I am not doing well.
Frankly, it has been a really long time since I’ve been doing well, and I need that to change. Badly.
A few weeks after I wrote Reset, I was hospitalized for two weeks because of a very intense episode of stress-induced psychosis. I had so stressed my brain that it was literally hallucinating situations to get me help. Help was slow coming, as I do nothing the easy way, so things got worse and worse and worse. I was incredibly mentally unwell by the time I got the help I needed. It turned out, I’d been experiencing varying degrees of psychosis on and off for just over a year.
Things were really bad.
I spent two weeks in the mental hospital receiving acute care, then six weeks in an outpatient program receiving treatment for the stress and the underlying conditions I was diagnosed with, and I am still in a fairly intensive program working on my mental health.
I’m stable now. I am okay.
But I’m not doing well.
After the worst of it - when I was still in the hospital but no longer unsure of reality - I promised myself I’d get back to me. And I set to work doing so. I followed my treatment plans perfectly. I went all the classes and treatments and groups and meetings and therapy sessions. I read the books and did the journaling. I started learning meditation and mindfulness.
I even started doing yoga.
This massive part of me was certain that if I could just get back to writing and Macon Books and podcasting, I’d stumble into myself. If I could be Macon again, I’d be okay. The world of stories and books and art has always been the safest place I know - the lighthouse guiding me home. The problem is I can’t find myself there right now. I don’t even know how to get ‘there’ anymore. I am lost.
I don’t know who the real me is. I just don’t. And I maybe never really did.
I’ve talked before about how I grew up in a fundamentalist southern baptist environment. My queerness was treated in turns like a secret, a disease, and a curse. I was told over and over again the worst parts of me were the parts of me that loved. I learned not to trust what I love. My love was evil, so what I loved must also be evil. I felt so much guilt about not being able to change my queerness for my family that I poured myself into achievement.
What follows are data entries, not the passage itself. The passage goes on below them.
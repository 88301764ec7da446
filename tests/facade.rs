//! End-to-end dispatch tests through the facade.

use std::sync::atomic::{AtomicUsize, Ordering};
use std::sync::{Arc, Mutex};

use async_trait::async_trait;
use tokio_util::sync::CancellationToken;

use herald::{
    Behavior, BuildError, Command, CommandHandler, Event, EventSubscriber, Herald, Next,
    RegistryError, SendError, SubscriberError, UseCase, UseCaseHandler,
};

// ---------------------------------------------------------------------------
// Commands
// ---------------------------------------------------------------------------

struct Multiply(i64);

impl Command for Multiply {
    type Response = i64;
}

/// External collaborator injected into the handler.
struct Multiplier {
    factor: i64,
}

impl Multiplier {
    fn apply(&self, value: i64) -> i64 {
        value * self.factor
    }
}

struct MultiplyHandler {
    multiplier: Arc<Multiplier>,
}

#[async_trait]
impl CommandHandler<Multiply> for MultiplyHandler {
    async fn handle(&self, command: Multiply, _cancel: CancellationToken) -> i64 {
        self.multiplier.apply(command.0)
    }
}

struct Submit;

impl Command for Submit {
    type Response = Result<&'static str, String>;
}

struct SubmitHandler {
    calls: Arc<AtomicUsize>,
}

#[async_trait]
impl CommandHandler<Submit> for SubmitHandler {
    async fn handle(
        &self,
        _command: Submit,
        _cancel: CancellationToken,
    ) -> Result<&'static str, String> {
        self.calls.fetch_add(1, Ordering::SeqCst);
        Ok("accepted")
    }
}

struct Recording {
    label: &'static str,
    log: Arc<Mutex<Vec<String>>>,
}

#[async_trait]
impl Behavior<Submit> for Recording {
    async fn handle(
        &self,
        command: Submit,
        next: Next<Submit>,
        cancel: CancellationToken,
    ) -> Result<&'static str, String> {
        self.log
            .lock()
            .unwrap()
            .push(format!("{}-before", self.label));
        let response = next.run(command, cancel).await;
        self.log
            .lock()
            .unwrap()
            .push(format!("{}-after", self.label));
        response
    }
}

struct RejectAll;

#[async_trait]
impl Behavior<Submit> for RejectAll {
    async fn handle(
        &self,
        _command: Submit,
        _next: Next<Submit>,
        _cancel: CancellationToken,
    ) -> Result<&'static str, String> {
        Err("validation failed".to_string())
    }
}

struct BailOnCancel;

#[async_trait]
impl Behavior<Submit> for BailOnCancel {
    async fn handle(
        &self,
        command: Submit,
        next: Next<Submit>,
        cancel: CancellationToken,
    ) -> Result<&'static str, String> {
        if cancel.is_cancelled() {
            return Err("cancelled".to_string());
        }
        next.run(command, cancel).await
    }
}

// ---------------------------------------------------------------------------
// Events
// ---------------------------------------------------------------------------

struct ValueChanged {
    value: i64,
}

impl Event for ValueChanged {}

struct ValueRecorder {
    seen: Mutex<Vec<i64>>,
}

impl ValueRecorder {
    fn new() -> Self {
        Self {
            seen: Mutex::new(Vec::new()),
        }
    }
}

#[async_trait]
impl EventSubscriber<ValueChanged> for ValueRecorder {
    async fn handle(
        &self,
        event: Arc<ValueChanged>,
        _cancel: CancellationToken,
    ) -> Result<(), SubscriberError> {
        self.seen.lock().unwrap().push(event.value);
        Ok(())
    }
}

struct AlwaysFails;

#[async_trait]
impl EventSubscriber<ValueChanged> for AlwaysFails {
    async fn handle(
        &self,
        _event: Arc<ValueChanged>,
        _cancel: CancellationToken,
    ) -> Result<(), SubscriberError> {
        Err(SubscriberError::Failed("intentional failure".to_string()))
    }
}

// ---------------------------------------------------------------------------
// Use cases
// ---------------------------------------------------------------------------

struct Shout(String);

impl UseCase for Shout {
    type Output = String;
}

struct ShoutHandler;

#[async_trait]
impl UseCaseHandler<Shout> for ShoutHandler {
    async fn execute(&self, use_case: Shout, _cancel: CancellationToken) -> String {
        use_case.0.to_uppercase()
    }
}

// ---------------------------------------------------------------------------
// Tests
// ---------------------------------------------------------------------------

#[tokio::test]
async fn round_trip_with_injected_collaborator() {
    let herald = Herald::builder()
        .command_handler(MultiplyHandler {
            multiplier: Arc::new(Multiplier { factor: 10 }),
        })
        .build()
        .unwrap();

    assert_eq!(herald.send(Multiply(5)).await.unwrap(), 50);
}

#[tokio::test]
async fn send_without_handler_fails_with_handler_not_found() {
    let herald = Herald::builder().build().unwrap();

    let result = herald.send(Multiply(5)).await;

    match result {
        Err(SendError::HandlerNotFound { command }) => assert!(command.contains("Multiply")),
        _ => panic!("Expected HandlerNotFound"),
    }
}

#[tokio::test]
async fn behaviors_run_in_onion_order() {
    let log = Arc::new(Mutex::new(Vec::new()));
    let herald = Herald::builder()
        .command_handler(SubmitHandler {
            calls: Arc::new(AtomicUsize::new(0)),
        })
        .behavior::<Submit, _>(Recording {
            label: "first",
            log: Arc::clone(&log),
        })
        .behavior::<Submit, _>(Recording {
            label: "second",
            log: Arc::clone(&log),
        })
        .build()
        .unwrap();

    assert_eq!(herald.send(Submit).await.unwrap(), Ok("accepted"));
    assert_eq!(
        *log.lock().unwrap(),
        vec!["first-before", "second-before", "second-after", "first-after"]
    );
}

#[tokio::test]
async fn lower_order_group_wraps_higher() {
    let log = Arc::new(Mutex::new(Vec::new()));
    // Registered inner-first; the explicit order groups must win.
    let herald = Herald::builder()
        .command_handler(SubmitHandler {
            calls: Arc::new(AtomicUsize::new(0)),
        })
        .behavior_with_order::<Submit, _>(
            Recording {
                label: "inner",
                log: Arc::clone(&log),
            },
            10,
        )
        .behavior_with_order::<Submit, _>(
            Recording {
                label: "outer",
                log: Arc::clone(&log),
            },
            -10,
        )
        .build()
        .unwrap();

    herald.send(Submit).await.unwrap().unwrap();
    assert_eq!(
        *log.lock().unwrap(),
        vec!["outer-before", "inner-before", "inner-after", "outer-after"]
    );
}

#[tokio::test]
async fn short_circuiting_behavior_prevents_handler_side_effects() {
    let calls = Arc::new(AtomicUsize::new(0));
    let herald = Herald::builder()
        .command_handler(SubmitHandler {
            calls: Arc::clone(&calls),
        })
        .behavior::<Submit, _>(RejectAll)
        .build()
        .unwrap();

    let response = herald.send(Submit).await.unwrap();

    assert_eq!(response, Err("validation failed".to_string()));
    assert_eq!(calls.load(Ordering::SeqCst), 0);
}

#[tokio::test]
async fn concurrent_first_dispatches_all_observe_one_pipeline() {
    let herald = Arc::new(
        Herald::builder()
            .command_handler(MultiplyHandler {
                multiplier: Arc::new(Multiplier { factor: 10 }),
            })
            .build()
            .unwrap(),
    );

    let mut tasks = Vec::new();
    for i in 0..32i64 {
        let herald = Arc::clone(&herald);
        tasks.push(tokio::spawn(
            async move { herald.send(Multiply(i)).await },
        ));
    }

    for (i, task) in tasks.into_iter().enumerate() {
        assert_eq!(task.await.unwrap().unwrap(), i as i64 * 10);
    }
}

#[tokio::test]
async fn duplicate_handler_registration_fails_build() {
    let result = Herald::builder()
        .command_handler(MultiplyHandler {
            multiplier: Arc::new(Multiplier { factor: 10 }),
        })
        .command_handler(MultiplyHandler {
            multiplier: Arc::new(Multiplier { factor: 2 }),
        })
        .build();

    match result {
        Err(BuildError::Registry(RegistryError::AmbiguousHandler { command, .. })) => {
            assert!(command.contains("Multiply"));
        }
        _ => panic!("Expected ambiguous handler build error"),
    }
}

#[tokio::test]
async fn publish_isolates_faulting_subscriber() {
    let recorder = Arc::new(ValueRecorder::new());
    let herald = Herald::builder()
        .subscriber::<ValueChanged, _>(SharedRecorder(Arc::clone(&recorder)))
        .subscriber::<ValueChanged, _>(AlwaysFails)
        .build()
        .unwrap();

    let report = herald.publish(ValueChanged { value: 5 }).completed().await;

    assert_eq!(*recorder.seen.lock().unwrap(), vec![5]);
    assert_eq!(report.delivered, 1);
    assert_eq!(report.faulted, 1);
}

/// Forwards to a shared recorder so the test keeps a handle on the state.
struct SharedRecorder(Arc<ValueRecorder>);

#[async_trait]
impl EventSubscriber<ValueChanged> for SharedRecorder {
    async fn handle(
        &self,
        event: Arc<ValueChanged>,
        cancel: CancellationToken,
    ) -> Result<(), SubscriberError> {
        self.0.handle(event, cancel).await
    }
}

#[tokio::test]
async fn publish_with_no_subscribers_is_noop() {
    let herald = Herald::builder().build().unwrap();

    let report = herald.publish(ValueChanged { value: 1 }).completed().await;

    assert_eq!(report.delivered, 0);
    assert_eq!(report.faulted, 0);
}

#[tokio::test]
async fn late_subscription_receives_later_publishes_only() {
    let herald = Herald::builder().build().unwrap();

    herald.publish(ValueChanged { value: 1 }).completed().await;

    let recorder = Arc::new(ValueRecorder::new());
    herald.subscribe::<ValueChanged, _>(SharedRecorder(Arc::clone(&recorder)));

    herald.publish(ValueChanged { value: 2 }).completed().await;

    assert_eq!(*recorder.seen.lock().unwrap(), vec![2]);
}

#[tokio::test]
async fn use_case_runs_without_a_chain() {
    let herald = Herald::builder().use_case_handler(ShoutHandler).build().unwrap();

    assert_eq!(herald.run(Shout("quiet".to_string())).await.unwrap(), "QUIET");
}

#[tokio::test]
async fn cancellation_token_reaches_behaviors() {
    let calls = Arc::new(AtomicUsize::new(0));
    let herald = Herald::builder()
        .command_handler(SubmitHandler {
            calls: Arc::clone(&calls),
        })
        .behavior::<Submit, _>(BailOnCancel)
        .build()
        .unwrap();

    let cancel = CancellationToken::new();
    cancel.cancel();
    let response = herald.send_with(Submit, cancel).await.unwrap();

    assert_eq!(response, Err("cancelled".to_string()));
    assert_eq!(calls.load(Ordering::SeqCst), 0);

    // A live token lets the chain through.
    let response = herald
        .send_with(Submit, CancellationToken::new())
        .await
        .unwrap();
    assert_eq!(response, Ok("accepted"));
    assert_eq!(calls.load(Ordering::SeqCst), 1);
}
I couldn’t be straight, but I could be excellent.
I’ve spent the last fifteen years pouring work into a vacuous hole and calling it me and my life.
And all it’s done is break me, cause me to hurt people, ruin friendships and relationships, and leave me empty. It’s taken my words. It’s… drained me.
I want to be full again. I want what Mary Oliver spoke about when she wrote:
Tomorrow is my birthday. I cannot start this next year the way I ended the last. I want to belong to the world, to know myself, to BE myself.
And I intend to get started immediately.
I won’t be around for a while. I’m going to fulfill my commitment to Women’s Week (it’s going to be rad), but after that I am going on an indefinite hiatus. I hope I still have words in me somewhere. I hope I still have stories to tell. But I don’t know. And that’s okay.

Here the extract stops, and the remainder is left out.